_Work to complete_: Working through the lines below, return each one that holds "EnvFilter".

++++ Data to process

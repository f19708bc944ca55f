use std::env;
use std::fs;
use std::io::ErrorKind;
use std::path::{Path, PathBuf};

use pixel_engine::{Engine, EngineConfig, EngineError};
use serde::Deserialize;
use tracing::{info, warn};
use tracing_subscriber::EnvFilter;

use super::gameplay::{self, CoinGame};

const CONFIG_ENV_VAR: &str = "PIXEL_CONFIG";
const DEFAULT_CONFIG_FILE: &str = "pixel.json";

#[derive(Debug, Clone, PartialEq, Deserialize)]
#[serde(default)]
pub(crate) struct DemoConfig {
    pub(crate) engine: EngineConfig,
    pub(crate) player_speed: f32,
    pub(crate) coin_rows: u32,
    pub(crate) coin_columns: u32,
    pub(crate) coin_sound: Option<PathBuf>,
    pub(crate) background: Option<PathBuf>,
    pub(crate) show_fps: bool,
    pub(crate) exit_when_cleared: bool,
}

impl Default for DemoConfig {
    fn default() -> Self {
        Self {
            engine: EngineConfig {
                container: "Pixel Demo".to_string(),
                ..EngineConfig::default()
            },
            player_speed: 160.0,
            coin_rows: 3,
            coin_columns: 5,
            coin_sound: None,
            background: None,
            show_fps: false,
            exit_when_cleared: false,
        }
    }
}

pub(crate) struct AppWiring {
    pub(crate) engine: Engine,
    pub(crate) game: CoinGame,
}

pub(crate) fn build_app() -> Result<AppWiring, EngineError> {
    init_tracing();
    info!("=== Pixel Demo Startup ===");

    let config = load_config(&resolve_config_path());
    let mut engine = Engine::init(config.engine.clone());
    let game = gameplay::setup(&mut engine, &config)?;

    Ok(AppWiring { engine, game })
}

fn init_tracing() {
    let filter = EnvFilter::try_from_default_env().unwrap_or_else(|_| EnvFilter::new("info"));
    tracing_subscriber::fmt()
        .with_env_filter(filter)
        .with_target(false)
        .with_thread_names(true)
        .compact()
        .init();
}

fn resolve_config_path() -> PathBuf {
    env::var_os(CONFIG_ENV_VAR)
        .map(PathBuf::from)
        .unwrap_or_else(|| PathBuf::from(DEFAULT_CONFIG_FILE))
}

/// Reads the demo config. A missing or malformed file falls back to defaults.
pub(crate) fn load_config(path: &Path) -> DemoConfig {
    let raw = match fs::read_to_string(path) {
        Ok(raw) => raw,
        Err(error) if error.kind() == ErrorKind::NotFound => {
            info!(path = %path.display(), "config_missing_using_defaults");
            return DemoConfig::default();
        }
        Err(error) => {
            warn!(path = %path.display(), error = %error, "config_unreadable_using_defaults");
            return DemoConfig::default();
        }
    };

    match parse_config(&raw) {
        Ok(config) => {
            info!(path = %path.display(), "config_loaded");
            config
        }
        Err(message) => {
            warn!(path = %path.display(), error = %message, "config_invalid_using_defaults");
            DemoConfig::default()
        }
    }
}

fn parse_config(raw: &str) -> Result<DemoConfig, String> {
    let mut deserializer = serde_json::Deserializer::from_str(raw);
    match serde_path_to_error::deserialize::<_, DemoConfig>(&mut deserializer) {
        Ok(config) => Ok(config),
        Err(error) => {
            let path = error.path().to_string();
            let source = error.into_inner();
            if path.is_empty() || path == "." {
                Err(format!("parse config json: {source}"))
            } else {
                Err(format!("parse config json at {path}: {source}"))
            }
        }
    }
}

#[cfg(test)]
mod tests {
    use super::*;

    #[test]
    fn missing_file_uses_defaults() {
        let dir = tempfile::tempdir().expect("tempdir");
        let config = load_config(&dir.path().join("absent.json"));
        assert_eq!(config, DemoConfig::default());
    }

    #[test]
    fn partial_file_overrides_only_given_fields() {
        let dir = tempfile::tempdir().expect("tempdir");
        let path = dir.path().join("pixel.json");
        fs::write(
            &path,
            r#"{ "coin_rows": 1, "engine": { "width": 320, "max_delta_time_ms": 50 } }"#,
        )
        .expect("write");

        let config = load_config(&path);

        assert_eq!(config.coin_rows, 1);
        assert_eq!(config.coin_columns, DemoConfig::default().coin_columns);
        assert_eq!(config.engine.width, 320);
        assert_eq!(config.engine.height, 480);
        assert_eq!(config.engine.max_delta_time_ms, 50.0);
        assert_eq!(config.engine.container, "pixel");
    }

    #[test]
    fn malformed_file_falls_back_to_defaults() {
        let dir = tempfile::tempdir().expect("tempdir");
        let path = dir.path().join("pixel.json");
        fs::write(&path, r#"{ "coin_rows": "many" }"#).expect("write");

        assert_eq!(load_config(&path), DemoConfig::default());
    }

    #[test]
    fn parse_error_names_the_offending_field() {
        let error = parse_config(r#"{ "engine": { "width": "wide" } }"#).expect_err("bad width");
        assert!(error.contains("engine.width"), "{error}");
    }

    #[test]
    fn syntax_error_has_no_field_path() {
        let error = parse_config("{").expect_err("truncated");
        assert!(error.starts_with("parse config json: "), "{error}");
    }
}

++++++++

_Solution to the problem_:
use tracing_subscriber::EnvFilter;
    let filter = EnvFilter::try_from_default_env().unwrap_or_else(|_| EnvFilter::new("info"));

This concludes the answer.